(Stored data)
--- START ---

//! Lifetime statistics and milestone achievements.
//!
//! Session totals are added on top of the totals loaded from `stats.json`,
//! so the numbers keep growing across runs. Each call to
//! [`AchievementManager::update`] unlocks at most one milestone and keeps
//! its banner visible for a few ticks.

use crate::libs::activity::ActivityTotals;
use crate::libs::data_storage::DataStorage;
use crate::libs::messages::Message;
use crate::msg_warning;
use anyhow::Result;
use chrono::NaiveDate;
use serde::{Deserialize, Serialize};
use std::collections::BTreeMap;
use std::fs;
use std::path::{Path, PathBuf};

pub const STATS_FILE_NAME: &str = "stats.json";

pub const KEYPRESS_MILESTONES: [u64; 5] = [1_000, 5_000, 10_000, 50_000, 100_000];
pub const ACTIVE_HOUR_MILESTONES: [u64; 5] = [1, 5, 10, 50, 100];
pub const MOUSE_KM_MILESTONES: [u64; 3] = [10, 50, 100];

/// Mouse travel units that make up one "kilometre".
pub const UNITS_PER_KM: f64 = 100_000.0;

/// Ticks an achievement banner stays on screen.
pub const BANNER_TICKS: u32 = 12;

#[derive(Serialize, Deserialize, Clone, Debug, Default, PartialEq)]
#[serde(default)]
pub struct StatsData {
    pub lifetime_keypresses: u64,
    pub lifetime_clicks: u64,
    pub lifetime_mouse_distance: f64,
    pub lifetime_active_seconds: f64,
    /// Breaks taken per calendar day.
    pub daily_breaks: BTreeMap<NaiveDate, u32>,
    pub break_streak: u32,
    /// Achievement ids in unlock order.
    pub unlocked: Vec<String>,
}

impl StatsData {
    pub fn active_hours(&self) -> f64 {
        self.lifetime_active_seconds / 3600.0
    }

    pub fn mouse_km(&self) -> f64 {
        self.lifetime_mouse_distance / UNITS_PER_KM
    }
}

/// Formats an integer with `,` thousands separators.
pub fn group_thousands(value: u64) -> String {
    let digits = value.to_string();
    let mut grouped = String::with_capacity(digits.len() + digits.len() / 3);
    for (i, ch) in digits.chars().enumerate() {
        if i > 0 && (digits.len() - i) % 3 == 0 {
            grouped.push(',');
        }
        grouped.push(ch);
    }
    grouped
}

/// Counts consecutive days with at least one break, newest first.
/// Days without breaks before the newest day with a break are skipped.
pub fn break_streak(daily_breaks: &BTreeMap<NaiveDate, u32>) -> u32 {
    let mut streak = 0;
    let mut prev: Option<NaiveDate> = None;
    for (&day, &count) in daily_breaks.iter().rev() {
        if count < 1 {
            if prev.is_none() {
                continue;
            }
            break;
        }
        match prev {
            None => streak = 1,
            Some(later) if (later - day).num_days() == 1 => streak += 1,
            Some(_) => break,
        }
        prev = Some(day);
    }
    streak
}

pub struct AchievementManager {
    path: PathBuf,
    stats: StatsData,
    base: StatsData,
    banner: Option<String>,
    banner_ticks_remaining: u32,
}

impl AchievementManager {
    /// Loads stats from the default data directory.
    pub fn new() -> Result<Self> {
        let path = DataStorage::new().get_path(STATS_FILE_NAME)?;
        Ok(Self::with_path(path))
    }

    /// Loads stats from `path`. A missing or unreadable file starts fresh.
    pub fn with_path(path: impl Into<PathBuf>) -> Self {
        let path = path.into();
        let stats = Self::load(&path);
        Self {
            path,
            base: stats.clone(),
            stats,
            banner: None,
            banner_ticks_remaining: 0,
        }
    }

    fn load(path: &Path) -> StatsData {
        if !path.exists() {
            return StatsData::default();
        }
        match fs::read_to_string(path).map_err(anyhow::Error::from).and_then(|text| Ok(serde_json::from_str(&text)?)) {
            Ok(stats) => stats,
            Err(e) => {
                msg_warning!(Message::StatsLoadFailed(e.to_string()));
                StatsData::default()
            }
        }
    }

    pub fn stats(&self) -> &StatsData {
        &self.stats
    }

    pub fn path(&self) -> &Path {
        &self.path
    }

    /// Folds the session totals into the lifetime stats and returns the
    /// banner to show this tick, if any.
    pub fn update(&mut self, totals: &ActivityTotals, breaks_taken: u32, today: NaiveDate) -> Option<String> {
        self.stats.lifetime_keypresses = self.base.lifetime_keypresses + totals.total_keypresses;
        self.stats.lifetime_clicks = self.base.lifetime_clicks + totals.total_clicks;
        self.stats.lifetime_mouse_distance = self.base.lifetime_mouse_distance + totals.total_mouse_distance;
        self.stats.lifetime_active_seconds = self.base.lifetime_active_seconds + totals.total_active_seconds;
        self.stats.daily_breaks.insert(today, breaks_taken);

        if let Some(unlocked) = self.check_milestones() {
            self.banner = Some(unlocked);
            self.banner_ticks_remaining = BANNER_TICKS;
        }

        if self.banner_ticks_remaining > 0 {
            self.banner_ticks_remaining -= 1;
            return self.banner.clone();
        }
        self.banner = None;
        None
    }

    fn unlock(&mut self, id: String) -> bool {
        if self.stats.unlocked.contains(&id) {
            return false;
        }
        self.stats.unlocked.push(id);
        true
    }

    fn check_milestones(&mut self) -> Option<String> {
        for threshold in KEYPRESS_MILESTONES {
            if self.stats.lifetime_keypresses >= threshold && self.unlock(format!("keypresses_{}", threshold)) {
                return Some(format!("★ Keypresses: {}! ★", group_thousands(threshold)));
            }
        }

        let hours = self.stats.active_hours();
        for threshold in ACTIVE_HOUR_MILESTONES {
            if hours >= threshold as f64 && self.unlock(format!("active_hours_{}", threshold)) {
                return Some(format!("★ Active Time: {}h! ★", threshold));
            }
        }

        let km = self.stats.mouse_km();
        for threshold in MOUSE_KM_MILESTONES {
            if km >= threshold as f64 && self.unlock(format!("mouse_km_{}", threshold)) {
                return Some(format!("★ Mouse Distance: {}km! ★", threshold));
            }
        }

        None
    }

    pub fn update_break_streak(&mut self) {
        self.stats.break_streak = break_streak(&self.stats.daily_breaks);
    }

    pub fn save(&self) -> Result<()> {
        if let Some(parent) = self.path.parent() {
            if !parent.as_os_str().is_empty() {
                fs::create_dir_all(parent)?;
            }
        }
        fs::write(&self.path, serde_json::to_string_pretty(&self.stats)?)?;
        Ok(())
    }
}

--- END ---

=== PROBLEM TO SOLVE ===
None of the lines above may be skipped. Transcribe each one exactly.

=== TASK ANSWER ===
//! Lifetime statistics and milestone achievements.
//!
//! Session totals are added on top of the totals loaded from `stats.json`,
//! so the numbers keep growing across runs. Each call to
//! [`AchievementManager::update`] unlocks at most one milestone and keeps
//! its banner visible for a few ticks.

use crate::libs::activity::ActivityTotals;
use crate::libs::data_storage::DataStorage;
use crate::libs::messages::Message;
use crate::msg_warning;
use anyhow::Result;
use chrono::NaiveDate;
use serde::{Deserialize, Serialize};
use std::collections::BTreeMap;
use std::fs;
use std::path::{Path, PathBuf};

pub const STATS_FILE_NAME: &str = "stats.json";

pub const KEYPRESS_MILESTONES: [u64; 5] = [1_000, 5_000, 10_000, 50_000, 100_000];
pub const ACTIVE_HOUR_MILESTONES: [u64; 5] = [1, 5, 10, 50, 100];
pub const MOUSE_KM_MILESTONES: [u64; 3] = [10, 50, 100];

/// Mouse travel units that make up one "kilometre".
pub const UNITS_PER_KM: f64 = 100_000.0;

/// Ticks an achievement banner stays on screen.
pub const BANNER_TICKS: u32 = 12;

#[derive(Serialize, Deserialize, Clone, Debug, Default, PartialEq)]
#[serde(default)]
pub struct StatsData {
    pub lifetime_keypresses: u64,
    pub lifetime_clicks: u64,
    pub lifetime_mouse_distance: f64,
    pub lifetime_active_seconds: f64,
    /// Breaks taken per calendar day.
    pub daily_breaks: BTreeMap<NaiveDate, u32>,
    pub break_streak: u32,
    /// Achievement ids in unlock order.
    pub unlocked: Vec<String>,
}

impl StatsData {
    pub fn active_hours(&self) -> f64 {
        self.lifetime_active_seconds / 3600.0
    }

    pub fn mouse_km(&self) -> f64 {
        self.lifetime_mouse_distance / UNITS_PER_KM
    }
}

/// Formats an integer with `,` thousands separators.
pub fn group_thousands(value: u64) -> String {
    let digits = value.to_string();
    let mut grouped = String::with_capacity(digits.len() + digits.len() / 3);
    for (i, ch) in digits.chars().enumerate() {
        if i > 0 && (digits.len() - i) % 3 == 0 {
            grouped.push(',');
        }
        grouped.push(ch);
    }
    grouped
}

/// Counts consecutive days with at least one break, newest first.
/// Days without breaks before the newest day with a break are skipped.
pub fn break_streak(daily_breaks: &BTreeMap<NaiveDate, u32>) -> u32 {
    let mut streak = 0;
    let mut prev: Option<NaiveDate> = None;
    for (&day, &count) in daily_breaks.iter().rev() {
        if count < 1 {
            if prev.is_none() {
                continue;
            }
            break;
        }
        match prev {
            None => streak = 1,
            Some(later) if (later - day).num_days() == 1 => streak += 1,
            Some(_) => break,
        }
        prev = Some(day);
    }
    streak
}

pub struct AchievementManager {
    path: PathBuf,
    stats: StatsData,
    base: StatsData,
    banner: Option<String>,
    banner_ticks_remaining: u32,
}

impl AchievementManager {
    /// Loads stats from the default data directory.
    pub fn new() -> Result<Self> {
        let path = DataStorage::new().get_path(STATS_FILE_NAME)?;
        Ok(Self::with_path(path))
    }

    /// Loads stats from `path`. A missing or unreadable file starts fresh.
    pub fn with_path(path: impl Into<PathBuf>) -> Self {
        let path = path.into();
        let stats = Self::load(&path);
        Self {
            path,
            base: stats.clone(),
            stats,
            banner: None,
            banner_ticks_remaining: 0,
        }
    }

    fn load(path: &Path) -> StatsData {
        if !path.exists() {
            return StatsData::default();
        }
        match fs::read_to_string(path).map_err(anyhow::Error::from).and_then(|text| Ok(serde_json::from_str(&text)?)) {
            Ok(stats) => stats,
            Err(e) => {
                msg_warning!(Message::StatsLoadFailed(e.to_string()));
                StatsData::default()
            }
        }
    }

    pub fn stats(&self) -> &StatsData {
        &self.stats
    }

    pub fn path(&self) -> &Path {
        &self.path
    }

    /// Folds the session totals into the lifetime stats and returns the
    /// banner to show this tick, if any.
    pub fn update(&mut self, totals: &ActivityTotals, breaks_taken: u32, today: NaiveDate) -> Option<String> {
        self.stats.lifetime_keypresses = self.base.lifetime_keypresses + totals.total_keypresses;
        self.stats.lifetime_clicks = self.base.lifetime_clicks + totals.total_clicks;
        self.stats.lifetime_mouse_distance = self.base.lifetime_mouse_distance + totals.total_mouse_distance;
        self.stats.lifetime_active_seconds = self.base.lifetime_active_seconds + totals.total_active_seconds;
        self.stats.daily_breaks.insert(today, breaks_taken);

        if let Some(unlocked) = self.check_milestones() {
            self.banner = Some(unlocked);
            self.banner_ticks_remaining = BANNER_TICKS;
        }

        if self.banner_ticks_remaining > 0 {
            self.banner_ticks_remaining -= 1;
            return self.banner.clone();
        }
        self.banner = None;
        None
    }

    fn unlock(&mut self, id: String) -> bool {
        if self.stats.unlocked.contains(&id) {
            return false;
        }
        self.stats.unlocked.push(id);
        true
    }

    fn check_milestones(&mut self) -> Option<String> {
        for threshold in KEYPRESS_MILESTONES {
            if self.stats.lifetime_keypresses >= threshold && self.unlock(format!("keypresses_{}", threshold)) {
                return Some(format!("★ Keypresses: {}! ★", group_thousands(threshold)));
            }
        }

        let hours = self.stats.active_hours();
        for threshold in ACTIVE_HOUR_MILESTONES {
            if hours >= threshold as f64 && self.unlock(format!("active_hours_{}", threshold)) {
                return Some(format!("★ Active Time: {}h! ★", threshold));
            }
        }

        let km = self.stats.mouse_km();
        for threshold in MOUSE_KM_MILESTONES {
            if km >= threshold as f64 && self.unlock(format!("mouse_km_{}", threshold)) {
                return Some(format!("★ Mouse Distance: {}km! ★", threshold));
            }
        }

        None
    }

    pub fn update_break_streak(&mut self) {
        self.stats.break_streak = break_streak(&self.stats.daily_breaks);
    }

    pub fn save(&self) -> Result<()> {
        if let Some(parent) = self.path.parent() {
            if !parent.as_os_str().is_empty() {
                fs::create_dir_all(parent)?;
            }
        }
        fs::write(&self.path, serde_json::to_string_pretty(&self.stats)?)?;
        Ok(())
    }
}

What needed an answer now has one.